TASK DESCRIPTION
Only lines holding the string "already" are wanted; copy each one from the material.

(GIVEN DATA Opens)

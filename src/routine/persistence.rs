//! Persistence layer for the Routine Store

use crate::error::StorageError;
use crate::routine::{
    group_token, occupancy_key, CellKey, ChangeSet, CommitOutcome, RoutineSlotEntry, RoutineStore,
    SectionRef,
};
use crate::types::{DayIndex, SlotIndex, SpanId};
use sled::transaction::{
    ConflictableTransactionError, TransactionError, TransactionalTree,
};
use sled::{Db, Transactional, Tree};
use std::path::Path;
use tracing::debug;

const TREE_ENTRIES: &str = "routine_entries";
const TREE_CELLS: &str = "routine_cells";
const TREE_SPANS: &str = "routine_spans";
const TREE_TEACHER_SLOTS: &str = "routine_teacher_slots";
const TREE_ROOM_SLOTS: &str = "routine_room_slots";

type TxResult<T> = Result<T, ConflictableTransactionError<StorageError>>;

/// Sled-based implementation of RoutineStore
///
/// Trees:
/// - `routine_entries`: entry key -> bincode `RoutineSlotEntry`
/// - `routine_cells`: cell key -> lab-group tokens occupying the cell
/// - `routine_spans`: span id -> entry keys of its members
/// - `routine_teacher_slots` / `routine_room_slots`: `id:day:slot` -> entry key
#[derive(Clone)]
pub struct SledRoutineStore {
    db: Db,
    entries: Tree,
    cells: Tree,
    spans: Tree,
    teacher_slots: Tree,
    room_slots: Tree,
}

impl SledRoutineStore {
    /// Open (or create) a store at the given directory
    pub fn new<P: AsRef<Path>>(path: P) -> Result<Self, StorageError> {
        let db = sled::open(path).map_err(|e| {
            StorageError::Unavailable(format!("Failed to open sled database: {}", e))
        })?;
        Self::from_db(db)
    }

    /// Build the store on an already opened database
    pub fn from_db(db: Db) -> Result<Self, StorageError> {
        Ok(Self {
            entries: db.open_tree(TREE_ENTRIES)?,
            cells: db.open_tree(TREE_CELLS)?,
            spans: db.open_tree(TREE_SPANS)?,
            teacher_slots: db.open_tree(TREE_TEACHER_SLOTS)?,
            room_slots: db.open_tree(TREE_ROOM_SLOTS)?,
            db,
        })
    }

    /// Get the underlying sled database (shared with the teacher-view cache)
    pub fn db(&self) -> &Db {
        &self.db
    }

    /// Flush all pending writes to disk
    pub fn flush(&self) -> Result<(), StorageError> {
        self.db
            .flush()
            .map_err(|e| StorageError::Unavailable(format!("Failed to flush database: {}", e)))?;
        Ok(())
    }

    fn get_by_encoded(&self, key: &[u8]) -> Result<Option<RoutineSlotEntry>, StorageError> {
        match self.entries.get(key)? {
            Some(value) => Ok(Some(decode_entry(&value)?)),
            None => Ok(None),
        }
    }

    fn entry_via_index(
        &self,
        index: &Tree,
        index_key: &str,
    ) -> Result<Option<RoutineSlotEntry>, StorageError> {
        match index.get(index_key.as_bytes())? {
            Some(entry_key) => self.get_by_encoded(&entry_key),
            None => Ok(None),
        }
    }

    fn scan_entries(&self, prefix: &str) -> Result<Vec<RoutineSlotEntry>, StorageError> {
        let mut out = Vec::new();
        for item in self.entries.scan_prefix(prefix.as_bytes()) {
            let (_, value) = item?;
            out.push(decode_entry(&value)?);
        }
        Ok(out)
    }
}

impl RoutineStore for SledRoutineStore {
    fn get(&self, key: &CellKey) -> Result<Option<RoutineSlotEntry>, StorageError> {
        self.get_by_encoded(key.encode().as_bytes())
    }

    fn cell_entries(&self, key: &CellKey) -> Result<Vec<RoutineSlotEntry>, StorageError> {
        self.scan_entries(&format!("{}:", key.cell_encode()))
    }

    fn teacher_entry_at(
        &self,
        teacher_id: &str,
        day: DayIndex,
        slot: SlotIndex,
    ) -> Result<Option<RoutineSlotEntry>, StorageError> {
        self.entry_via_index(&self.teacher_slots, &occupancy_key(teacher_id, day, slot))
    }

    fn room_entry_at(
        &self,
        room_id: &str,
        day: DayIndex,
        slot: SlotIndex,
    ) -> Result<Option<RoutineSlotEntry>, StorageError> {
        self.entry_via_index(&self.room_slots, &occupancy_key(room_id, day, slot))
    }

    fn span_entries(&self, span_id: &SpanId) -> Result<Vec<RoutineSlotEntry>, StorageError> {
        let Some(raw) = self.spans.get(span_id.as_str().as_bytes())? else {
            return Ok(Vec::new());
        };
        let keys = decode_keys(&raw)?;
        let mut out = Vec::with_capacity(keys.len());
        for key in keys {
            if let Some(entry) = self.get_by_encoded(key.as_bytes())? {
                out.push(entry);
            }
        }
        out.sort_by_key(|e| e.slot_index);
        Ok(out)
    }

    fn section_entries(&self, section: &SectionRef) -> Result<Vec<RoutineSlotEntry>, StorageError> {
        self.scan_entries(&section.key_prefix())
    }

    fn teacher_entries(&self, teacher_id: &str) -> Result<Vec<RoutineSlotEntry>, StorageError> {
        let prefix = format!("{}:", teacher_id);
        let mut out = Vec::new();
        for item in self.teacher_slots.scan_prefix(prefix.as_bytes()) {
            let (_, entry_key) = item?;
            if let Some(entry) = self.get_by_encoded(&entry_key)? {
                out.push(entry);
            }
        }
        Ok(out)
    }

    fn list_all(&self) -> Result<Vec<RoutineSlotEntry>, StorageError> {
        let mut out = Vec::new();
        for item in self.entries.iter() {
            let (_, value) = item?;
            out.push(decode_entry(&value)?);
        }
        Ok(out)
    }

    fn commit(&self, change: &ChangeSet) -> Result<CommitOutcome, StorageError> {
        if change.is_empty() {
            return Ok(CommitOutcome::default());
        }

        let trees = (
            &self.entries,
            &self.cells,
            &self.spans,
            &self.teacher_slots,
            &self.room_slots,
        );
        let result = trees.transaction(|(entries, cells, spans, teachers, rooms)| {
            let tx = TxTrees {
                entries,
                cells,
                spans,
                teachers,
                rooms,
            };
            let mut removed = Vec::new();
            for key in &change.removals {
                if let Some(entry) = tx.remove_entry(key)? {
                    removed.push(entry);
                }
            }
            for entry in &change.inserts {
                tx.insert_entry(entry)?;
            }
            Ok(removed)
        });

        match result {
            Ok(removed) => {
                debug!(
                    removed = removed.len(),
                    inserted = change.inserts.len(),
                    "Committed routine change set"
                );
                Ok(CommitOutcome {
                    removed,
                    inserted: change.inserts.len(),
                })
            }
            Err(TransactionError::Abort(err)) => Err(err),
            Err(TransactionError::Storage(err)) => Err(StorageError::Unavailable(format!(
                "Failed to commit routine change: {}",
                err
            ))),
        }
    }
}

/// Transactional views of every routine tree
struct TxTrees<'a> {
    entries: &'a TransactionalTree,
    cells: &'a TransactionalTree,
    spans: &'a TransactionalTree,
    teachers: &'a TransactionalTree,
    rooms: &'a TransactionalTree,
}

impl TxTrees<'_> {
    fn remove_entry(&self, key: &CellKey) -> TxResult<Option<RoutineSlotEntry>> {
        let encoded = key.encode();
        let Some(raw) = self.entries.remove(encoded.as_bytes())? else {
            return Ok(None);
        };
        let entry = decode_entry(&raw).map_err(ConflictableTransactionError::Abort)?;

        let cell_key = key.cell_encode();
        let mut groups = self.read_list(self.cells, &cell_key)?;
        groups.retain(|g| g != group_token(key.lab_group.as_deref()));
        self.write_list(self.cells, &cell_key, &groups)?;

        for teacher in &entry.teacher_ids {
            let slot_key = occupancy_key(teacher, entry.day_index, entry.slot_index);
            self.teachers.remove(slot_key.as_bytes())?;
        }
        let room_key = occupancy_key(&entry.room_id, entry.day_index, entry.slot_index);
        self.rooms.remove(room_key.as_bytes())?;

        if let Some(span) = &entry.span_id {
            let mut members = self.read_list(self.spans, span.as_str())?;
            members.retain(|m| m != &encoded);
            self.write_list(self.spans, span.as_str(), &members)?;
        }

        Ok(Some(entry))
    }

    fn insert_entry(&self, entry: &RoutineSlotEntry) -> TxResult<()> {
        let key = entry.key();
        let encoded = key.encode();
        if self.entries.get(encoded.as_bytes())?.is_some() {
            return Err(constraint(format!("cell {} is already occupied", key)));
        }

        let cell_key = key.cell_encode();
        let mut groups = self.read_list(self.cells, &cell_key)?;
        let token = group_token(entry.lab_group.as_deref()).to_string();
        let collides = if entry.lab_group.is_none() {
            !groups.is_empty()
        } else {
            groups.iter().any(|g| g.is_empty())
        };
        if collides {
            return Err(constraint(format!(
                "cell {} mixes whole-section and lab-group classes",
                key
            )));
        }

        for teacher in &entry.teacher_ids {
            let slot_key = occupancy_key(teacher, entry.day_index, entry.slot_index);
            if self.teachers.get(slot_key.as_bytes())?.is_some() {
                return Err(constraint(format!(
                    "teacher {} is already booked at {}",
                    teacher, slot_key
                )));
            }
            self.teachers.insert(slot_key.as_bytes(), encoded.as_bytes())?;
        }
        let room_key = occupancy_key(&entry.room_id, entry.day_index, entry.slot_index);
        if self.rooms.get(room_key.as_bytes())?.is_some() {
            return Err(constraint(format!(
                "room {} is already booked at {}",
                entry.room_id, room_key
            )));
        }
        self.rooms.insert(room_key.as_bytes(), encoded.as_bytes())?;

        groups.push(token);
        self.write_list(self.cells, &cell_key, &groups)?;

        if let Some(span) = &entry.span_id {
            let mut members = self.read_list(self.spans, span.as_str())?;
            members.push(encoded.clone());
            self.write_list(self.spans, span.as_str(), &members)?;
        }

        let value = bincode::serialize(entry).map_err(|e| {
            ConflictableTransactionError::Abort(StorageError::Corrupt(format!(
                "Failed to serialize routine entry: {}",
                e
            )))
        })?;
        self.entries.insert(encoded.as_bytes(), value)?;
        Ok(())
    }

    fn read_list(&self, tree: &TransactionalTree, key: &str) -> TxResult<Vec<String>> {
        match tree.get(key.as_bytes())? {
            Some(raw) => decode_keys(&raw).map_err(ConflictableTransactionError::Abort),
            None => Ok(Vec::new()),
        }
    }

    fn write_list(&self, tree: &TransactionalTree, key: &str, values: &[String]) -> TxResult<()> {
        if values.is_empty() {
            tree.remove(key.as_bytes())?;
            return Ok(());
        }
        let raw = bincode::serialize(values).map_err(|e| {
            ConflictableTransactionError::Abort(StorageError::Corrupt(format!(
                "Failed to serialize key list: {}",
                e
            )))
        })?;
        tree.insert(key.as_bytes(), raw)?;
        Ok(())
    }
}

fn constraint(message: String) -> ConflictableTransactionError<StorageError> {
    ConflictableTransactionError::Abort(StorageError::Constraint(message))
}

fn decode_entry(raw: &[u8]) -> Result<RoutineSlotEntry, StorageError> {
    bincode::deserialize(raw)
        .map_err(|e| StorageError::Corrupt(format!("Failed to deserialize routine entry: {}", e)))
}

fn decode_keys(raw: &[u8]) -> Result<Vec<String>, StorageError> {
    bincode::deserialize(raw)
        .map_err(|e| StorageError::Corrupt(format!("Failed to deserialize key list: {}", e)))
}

(GIVEN DATA Closes)
(GIVEN DATA Opens)

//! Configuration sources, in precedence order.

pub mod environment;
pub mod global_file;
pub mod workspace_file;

(GIVEN DATA Closes)

OUTPUT BELOW
    /// Build the store on an already opened database
            return Err(constraint(format!("cell {} is already occupied", key)));
                    "teacher {} is already booked at {}",
                "room {} is already booked at {}",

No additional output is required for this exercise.